To celebrate the achievements of the men and women throughout Wales who make a significant contribution to society, the Institute of Welsh Affairs has teamed up with the Western Mail for the Inspire Wales Awards. The awards reward those in the fields of business, education, science, arts and media, the environment and sport, as well as seeking champions in citizenship and young achievers. Entries are encouraged from the public, private and voluntary sectors. In this profile, we reveal the finalists in the Global Wales category.

Ena Niedergang

Ms Niedergang has been pivotal in linking and promoting Wales with China in a variety of capacities for more than 25 years. Her latest project, ULearnChinese, a new approach to teaching Chinese language, history and culture, has been praised throughout the world. Such is the interest garnered in the project that it recently featured in a world conference in Beijing and discussions are underway to deliver it throughout Europe and the rest of the English speaking world. ULearnChinese, a fully interactive education package which includes advanced speech recognition facilities, has taken the teaching of Chinese to a new level.

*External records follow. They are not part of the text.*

use std::collections::BTreeSet;
use std::path::{Path, PathBuf};

use envscope_config::EnvscopeConfig;
use tracing::{debug, info};

use super::errors::LaunchError;
use super::types::{LaunchSpec, PropagationMode, WaitMode};
use crate::bundles::BUNDLE_LOCATION_VARS;
use crate::env::{Environment, ScopedEnvBuilder};
use crate::process::SpawnError;
use crate::targets::{TargetDefinition, TargetRegistry};

/// Name of the bundled intermediary binary.
pub const WRAPPER_BIN: &str = "envscope-wrapper";

/// The intermediary program and its leading arguments.
#[derive(Debug, Clone, PartialEq, Eq)]
pub struct IntermediaryCommand {
    program: PathBuf,
    args: Vec<String>,
}

impl IntermediaryCommand {
    pub fn new(program: impl Into<PathBuf>, args: Vec<String>) -> Self {
        Self {
            program: program.into(),
            args,
        }
    }

    /// Resolve the intermediary: `launcher.intermediary` from the config, else
    /// the wrapper installed next to `current_exe`, else the wrapper on the
    /// caller's `PATH`.
    ///
    /// The program is resolved to a path up front because the child's
    /// environment is replaced wholesale and may carry no `PATH` at all.
    pub fn resolve(
        config: &EnvscopeConfig,
        env: &Environment,
        current_exe: Option<&Path>,
        cwd: &Path,
    ) -> Result<Self, SpawnError> {
        if let Some(command) = config.launcher.intermediary()
            && let Some((program, args)) = command.split_first()
        {
            let resolved = lookup(program, env, cwd)?;
            return Ok(Self::new(resolved, args.to_vec()));
        }

        let wrapper = format!("{}{}", WRAPPER_BIN, std::env::consts::EXE_SUFFIX);
        if let Some(sibling) = current_exe
            .and_then(Path::parent)
            .map(|dir| dir.join(&wrapper))
            && sibling.is_file()
        {
            return Ok(Self::new(sibling, Vec::new()));
        }

        Ok(Self::new(lookup(&wrapper, env, cwd)?, Vec::new()))
    }

    pub fn program(&self) -> &Path {
        &self.program
    }

    pub fn args(&self) -> &[String] {
        &self.args
    }
}

fn lookup(program: &str, env: &Environment, cwd: &Path) -> Result<PathBuf, SpawnError> {
    which::which_in(program, env.get_os("PATH"), cwd).map_err(|e| SpawnError::ExecutableNotFound {
        program: program.to_string(),
        message: e.to_string(),
    })
}

/// The resolved target and the intermediary process that will launch it.
#[derive(Debug, Clone)]
pub struct LaunchPlan {
    pub target: TargetDefinition,
    pub intermediary: LaunchSpec,
}

/// Decides what environment the intermediary receives.
///
/// With `inherit_env` the intermediary gets the caller's full snapshot so it
/// can find tools on the caller's search path. Without it, the intermediary
/// gets only the declared minimal set. The final target's environment is
/// never decided here: the intermediary builds it with [`plan_target`].
pub struct ScopedLauncher<'a> {
    config: &'a EnvscopeConfig,
    snapshot: &'a Environment,
    intermediary: IntermediaryCommand,
    config_path: Option<&'a Path>,
    refresh_bundles: bool,
    verbose: bool,
}

impl<'a> ScopedLauncher<'a> {
    pub fn new(
        config: &'a EnvscopeConfig,
        snapshot: &'a Environment,
        intermediary: IntermediaryCommand,
    ) -> Self {
        Self {
            config,
            snapshot,
            intermediary,
            config_path: None,
            refresh_bundles: false,
            verbose: false,
        }
    }

    /// Config file handed to the intermediary, so both stages read the same targets.
    pub fn with_config_path(mut self, path: Option<&'a Path>) -> Self {
        self.config_path = path;
        self
    }

    pub fn with_refresh_bundles(mut self, refresh: bool) -> Self {
        self.refresh_bundles = refresh;
        self
    }

    pub fn with_verbose(mut self, verbose: bool) -> Self {
        self.verbose = verbose;
        self
    }

    /// Plan the intermediary launch for `target_name`.
    ///
    /// Unknown or empty names fail here, before anything is spawned.
    pub fn plan(
        &self,
        target_name: &str,
        args: &[String],
        inherit_env: bool,
    ) -> Result<LaunchPlan, LaunchError> {
        let target = TargetRegistry::new(self.config).lookup(target_name, self.snapshot)?;

        let (environment, mode) = if inherit_env {
            (self.snapshot.clone(), PropagationMode::Inherit)
        } else {
            let env = ScopedEnvBuilder::new()
                .pass_through_all(self.intermediary_env_names(&target), self.snapshot)?
                .build();
            (env, PropagationMode::Scoped)
        };

        let mut argv = self.intermediary.args().to_vec();
        if let Some(path) = self.config_path {
            argv.push("--config".to_string());
            argv.push(path.display().to_string());
        }
        if self.refresh_bundles {
            argv.push("--refresh-bundles".to_string());
        }
        if self.verbose {
            argv.push("--verbose".to_string());
        }
        argv.push(target.name().to_string());
        argv.push("--".to_string());
        argv.extend(args.iter().cloned());

        info!(
            event = "core.launch.plan_completed",
            target = target.name(),
            mode = %mode,
            intermediary = %self.intermediary.program().display(),
            env_count = environment.len(),
            arg_count = args.len()
        );

        let intermediary = LaunchSpec::new(
            self.intermediary.program(),
            argv,
            environment,
            mode,
            WaitMode::Wait,
        );

        Ok(LaunchPlan {
            target,
            intermediary,
        })
    }

    /// The declared minimal set for a scoped intermediary.
    ///
    /// Covers everything the intermediary reads: the configured
    /// `intermediary_env`, the target's pass-through names, its executable
    /// override variable, and the bundle-cache inputs when enabled. The
    /// target's own environment therefore comes out the same whether or not
    /// the caller inherited.
    pub fn intermediary_env_names(&self, target: &TargetDefinition) -> Vec<String> {
        let mut names: BTreeSet<String> = self.config.launcher.intermediary_env().into_iter().collect();
        names.extend(target.pass().iter().cloned());
        if let Some(var) = target.executable_var() {
            names.insert(var.to_string());
        }
        if target.bundles() {
            names.insert(self.config.bundles.roots_var().to_string());
            names.extend(BUNDLE_LOCATION_VARS.iter().map(|s| s.to_string()));
        }
        names.into_iter().collect()
    }
}

/// Build the final target's launch, always in `Scoped` mode.
///
/// The environment starts empty and receives only the target's pass-through
/// names (copied from `intermediary_env` when present), its literal `set`
/// values, and the bundle cache variable. Arguments are forwarded verbatim.
pub fn plan_target(
    target: &TargetDefinition,
    program: PathBuf,
    args: &[String],
    intermediary_env: &Environment,
    bundles_config: Option<(&str, &Path)>,
) -> Result<LaunchSpec, LaunchError> {
    let mut builder = ScopedEnvBuilder::new().pass_through_all(target.pass(), intermediary_env)?;
    for (name, value) in target.set() {
        builder = builder.set(name.as_str(), value.as_str())?;
    }
    if let Some((var, path)) = bundles_config {
        builder = builder.set(var, path.display().to_string())?;
    }
    let environment = builder.build();

    let wait = if target.wait() {
        WaitMode::Wait
    } else {
        WaitMode::Detach
    };

    debug!(
        event = "core.launch.target_planned",
        target = target.name(),
        program = %program.display(),
        env = ?environment.names().collect::<Vec<_>>(),
        wait = ?wait
    );

    Ok(LaunchSpec::new(
        program,
        args.to_vec(),
        environment,
        PropagationMode::Scoped,
        wait,
    ))
}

And China, through the Office of Chinese Language International, has welcomed the programme for having the potential to stimulate the learning of its language and culture in an international context. As well as through ULearnChinese Ms Niedergang also promotes cultural and educational links between Wales and China via the Wales-China Friendship Society.

Angela Gorman
As chair of charity Hope for Grace Kodindo Ms Gorman promotes Wales as an outward looking nation dedicated to improving the attitude of global citizenship. Ms Gorman was one of the founding members of the charity which was set-up following a BBC Panorama episode called Dead Mums Don’t Cry. The episode shadowed obstetrician, Dr Grace Kodindo at work in The Hôpital Général de Référence in N’Djamena in Chad. The risk of childbirth-related death at the hospital was one in 11 compared to the UK risk of one in 8,200 and through Hope for Grace Kodindo Ms Gorman hoped to reduce these numbers. Deaths from eclampsia soon fell from 14% to 2.3% and newborn deaths fell from 23% to 7.3%. Having heard of it success the United Nations Population Fund contacted the charity and asked for it to extend its support to Liberia and Sierra Leone. Now, as a result of all the charity’s hard work in supplying medication, around 13,000 women are estimated to have lived as a result.

Elin Haf Davies
Having rowed 5,691 miles across the Atlantic and Indian oceans Ms Davies has literally taken the Welsh flag across the world. In February 2008 she landed in Antigua to become the first Welsh woman to row across the Atlantic. As a result of which, apart from writing her name in the record books, she also raised the staggering total of more than £190,000 for charity. And just 14 months later Ms Davies was back in a boat to take on the Indian Ocean from which she has so far raised £20,000. The global impact of her efforts has seen women and children in Wales throughout the world benefit from the research projects her fundraising has paid for. Yet she is by no means finished for she is currently in discussion with the World Health Organisation to lead a global project called 360 Swim Cycle Sail which will raise awareness and money for charity.